Berkshire Hathaway has largely exited its shareholding in 55 year old, $482 billion company Walmart. Why?
In 2012 Walmart’s CEO Mike Duke said that his biggest regret at the company (Walmart CEO from 2009 until 2013) was not moving more quickly into ecommerce.
“I wish we had moved faster. We’ve proven ourselves to be successful in many areas, and I simply wonder why we didn’t move more quickly. This is especially true for e-commerce,” Duke said at the time. “Right now we’re making tremendous progress, and the business is moving, but we should have moved faster to expand this area.”
The consequence of the delay has impacted Walmart’s ability to compete with Amazon. The numbers underline the cost of Walmart’s late arrival to ecommerce. In 2015 Walmart’s online sales were $13.7 billion while Amazon achieved $107 billion. Walmart is a huge retailer with sales at $482 billion, more than four times the size of Amazon but size is no longer a sufficient guarantor of success in the face of digital disruption.
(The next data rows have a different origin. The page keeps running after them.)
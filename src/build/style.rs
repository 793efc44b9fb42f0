//! Run and paragraph presets shared by the report parts.

use crate::config::StyleConfig;
use crate::model::{Alignment, LinkTarget, Paragraph, TableCell, TextRun, TextStyle};

/// Builds styled runs from the configured fonts and sizes.
#[derive(Debug, Clone, Copy)]
pub struct Styler<'a> {
    style: &'a StyleConfig,
}

impl<'a> Styler<'a> {
    /// Create a styler.
    pub fn new(style: &'a StyleConfig) -> Self {
        Self { style }
    }

    /// Configured style values.
    pub fn config(&self) -> &'a StyleConfig {
        self.style
    }

    fn base(&self, size: f32) -> TextStyle {
        TextStyle {
            font_name: self.style.font_name.clone(),
            font_size: Some(size),
            ..Default::default()
        }
    }

    /// Plain body text.
    pub fn body(&self, text: impl Into<String>) -> TextRun {
        TextRun::new(text).with_style(self.base(self.style.body_size))
    }

    /// Bold body text.
    pub fn bold(&self, text: impl Into<String>) -> TextRun {
        TextRun::new(text).with_style(TextStyle {
            bold: true,
            ..self.base(self.style.body_size)
        })
    }

    /// Bold text at a heading size.
    pub fn heading(&self, text: impl Into<String>, size: f32) -> TextRun {
        TextRun::new(text).with_style(TextStyle {
            bold: true,
            ..self.base(size)
        })
    }

    /// Link text: underlined and colored.
    pub fn link(&self, text: impl Into<String>) -> TextRun {
        TextRun::new(text).with_style(TextStyle {
            underline: true,
            color: Some(self.style.link_color.clone()),
            ..self.base(self.style.body_size)
        })
    }

    /// Paragraph with no spacing around it.
    pub fn tight(&self, paragraph: Paragraph) -> Paragraph {
        paragraph.spacing(0.0, 0.0)
    }

    /// Cell holding body text.
    pub fn text_cell(&self, text: impl Into<String>) -> TableCell {
        TableCell::paragraph(self.tight(Paragraph::with_run(self.body(text))))
    }

    /// Cell holding centered body text.
    pub fn centered_cell(&self, text: impl Into<String>) -> TableCell {
        TableCell::paragraph(
            self.tight(Paragraph::with_run(self.body(text))).align(Alignment::Center),
        )
    }

    /// Cell holding a link, or plain text when there is no target.
    pub fn link_cell(&self, text: impl Into<String>, target: Option<LinkTarget>) -> TableCell {
        TableCell::paragraph(self.tight(self.link_paragraph(text, target)))
    }

    /// Paragraph holding a link, or plain text when there is no target.
    pub fn link_paragraph(&self, text: impl Into<String>, target: Option<LinkTarget>) -> Paragraph {
        let text = text.into();
        match target {
            Some(target) if !text.is_empty() => {
                let mut p = Paragraph::new();
                p.add_link(self.link(text), target);
                p
            }
            _ => Paragraph::with_run(self.body(text)),
        }
    }

    /// The right-aligned `<<INDEX` line that leads back to the title page.
    pub fn index_link(&self, target: Option<LinkTarget>) -> Paragraph {
        self.tight(self.link_paragraph("<<INDEX", target))
            .align(Alignment::Right)
    }

    /// An empty spacer paragraph.
    pub fn blank(&self) -> Paragraph {
        Paragraph::new()
    }
}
Since Berkshire Hathaway invested in Walmart in 2005 the Amazon share price has grown more that 2000%. In the meantime Walmart has lagged the performance of the S&P 500. The market is clearly indicating concerns about the prospects of ‘traditional’ retailers in competing with Amazon and other disrupters.
This week Berkshire Hathaway sold $900 million worth of shares, a position it started building in 2005. At the Berkshire Hathaway annual meeting in 2016 Warren Buffet referred to Amazon as “a big, big force and it has already disrupted plenty of people and it will disrupt more,” He went on to say that many companies “have not figured the way to either participate in it, or to counter it.”
90% of Irish businesses are already experiencing or are about to experience disruption. Every business needs to find its own path in how it will “participate in it or counter it”. Above all, business leaders need to put plans in place and act decisively to take on the digital challenge. “I wish we had moved faster” doesn’t have to be the epitaph of once great companies.